Human- und Zahnmedizin

  • NAWI upgrade – Mathe-Vorbereitungskurs und Prüfungsvorbereitung für Zahn- und Humanmediziner

    Zur Auffrischung der mathematischen Grundlagen, die für die naturwissenschaftlichen Fächer Physik und Chemie vorausgesetzt werden, wird den Studierenden der Studiengänge Human- und Zahnmedizin dieser Vorbereitungskurs angeboten. Studierenden, die der Mathematik eher fern stehen oder die schon längere Zeit keinen Mathematikunterricht mehr hatten, wird dieser Kurs unbedingt empfohlen. Auch für Studierende mit guten mathematischen Vorkenntnissen kann das NAWI upgrade eine sinnvolle Wiederholung und Ergänzung zum Beginn des Medizinstudiums sein, denn Lehrende setzen diese Basiskenntnisse in ihren Lehrveranstaltungen als bekannt voraus.

    Darüber hinaus beinhaltet das NAWI upgrade eine gezielte Vorbereitung auf die Teilklausuren der Fächer Physik und Chemie.

    In den tutorenbegleiteten Veranstaltungen erarbeiten die Studierenden die Übungsaufgaben, die von den Lehrenden in den naturwissenschaftlichen Fächern zur Verfügung gestellt werden.

Molekulare Medizin

  • „Science Circle“ für Molekularmediziner – Einblicke in die Ulmer Forschungslandschaft für Studierende der Molekularen Medizin

    Der „Science Circle" dient dazu, im Studiengang Molekulare Medizin bereits zu Beginn des Studiums erste Kontakte zwischen Studierenden und Lehrenden bzw. Forschungseinrichtungen herzustellen und den Studierenden einen ersten Einblick in die Ulmer Forschungslandschaft zu gewähren. So werden Studierende frühzeitig an die exzellente Forschung der Universität Ulm herangeführt und lernen mit Wissenschaftlern zu diskutieren. Zu dem einmal monatlich stattfindenden „Science Circle" werden jeweils zwei bis drei Lehrende, Forscher oder Gastdozenten der Universität Ulm eingeladen, die in aller Kürze ihr Fach, ihre Einrichtung und ihre aktuellen Forschungsprojekte vorstellen. In entspannter Atmosphäre können die Studierenden Fragen an die Wissenschaftler stellen, um auf diesem Weg die verschiedenen Forschungsgebiete an der Universität  Ulm besser kennenzulernen.

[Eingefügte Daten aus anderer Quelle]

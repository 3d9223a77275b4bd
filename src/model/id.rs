// Identity service
//
// Every named entity gets a stable numeric id derived from its canonical
// qualified name. Two entities with the same canonical name share an id;
// that is the design contract (ids index across a diagram). Distinct names
// hashing to the same id is a fatal model error, detected at merge time.

use serde::{Deserialize, Serialize};
use sha2::{Digest, Sha256};
use std::fmt;
use std::path::Path;

/// Stable 61-bit identifier of a diagram element
#[derive(
    Debug, Clone, Copy, PartialEq, Eq, PartialOrd, Ord, Hash, Serialize, Deserialize, Default,
)]
pub struct DiagramId(pub u64);

impl DiagramId {
    /// Derive the id of a canonical qualified name
    ///
    /// The low 64 bits of SHA-256 are shifted right by 3; the shift is part
    /// of the persisted-diagram contract and must not change.
    pub fn of(name: &str) -> Self {
        let canonical = canonicalize(name);
        let digest = Sha256::digest(canonical.as_bytes());
        let word = u64::from_le_bytes(digest[..8].try_into().expect("digest is 32 bytes"));
        DiagramId(word >> 3)
    }

    /// Derive the id of a file node in an include diagram
    pub fn of_path(path: &Path) -> Self {
        Self::of(&path.to_string_lossy())
    }

    pub fn value(&self) -> u64 {
        self.0
    }
}

impl fmt::Display for DiagramId {
    fn fmt(&self, f: &mut fmt::Formatter<'_>) -> fmt::Result {
        write!(f, "{}", self.0)
    }
}

/// Normalize a qualified name before hashing
///
/// Collapses the `::::` runs produced when anonymous namespaces are
/// stripped, normalizes template argument whitespace, and folds the
/// pre-C++11 `> >` spelling.
pub fn canonicalize(name: &str) -> String {
    let mut result = name.replace("(anonymous namespace)", "");
    while result.contains("::::") {
        result = result.replace("::::", "::");
    }
    result = result.replace(", ", ",");
    while result.contains("> >") {
        result = result.replace("> >", ">>");
    }
    result.trim().trim_start_matches("::").to_string()
}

  • Tutorium „Chemie der Elemente“

    Auf die Studierenden des ersten Semesters kommen zeitgleich mehrere inhaltliche und organisatorische Herausforderungen zu, die teilweise zu einer großen Unsicherheit führen. Besondere Schwierigkeiten für die Studierenden der Molekularen Medizin bereiten die Inhalte der „Chemie der Elemente“. Das chemische Nachhilfe-Tutorium unterstützt die Studierenden bei Nachbereitung dieser Veranstaltung und ermöglicht den Teilnehmern sich mit dem Stoff noch einmal aus einer anderen Perspektive als in der Vorlesung und Seminar auseinander zu setzen. Diese Maßnahme wurde in Kooperation mit dem Fachbereich Chemie initiiert und wird vom Fachbereich Medizin angeboten.

  • Tutorium „Bioinformatik“

    Das Nachhilfetutorium „Bioinformatik“ wird begleitend zu der Vorlesung „Einführung in die Bioinformatik“ angeboten und unterstützt die Studierenden der Molekularen Medizin mit Übungsaufgaben bei der Nachbereitung der Vorlesung „Einführung in die Bioinformatik“.

  • Evaluationsnachmittag – Vollversammlung im Studiengang Molekulare Medizin zur kontinuierlichen Verbesserung der Studienbedingungen

    Im Studiengang Molekulare Medizin findet einmal pro Semester eine „Vollversammlung“ statt, zu der neben allen Bachelor - und Masterstudierenden auch alle Lehrenden und Dozenten des Studiengangs Molekulare Medizin eingeladen werden. An diesem Evaluationsnachmittag wird über die Studiengänge, die Lehrevaluation und das Curriculum gesprochen und „Best Practice“- Beispiele vorgestellt. Studierende und Lehrende werden durch den Evaluationsnachmittag aktiv in die Semesterabläufe mit eingebunden, mittel- und langfristig wird durch den Evaluationsnachmittag eine kontinuierliche Verbesserung der Studienbedingungen gewährleistet.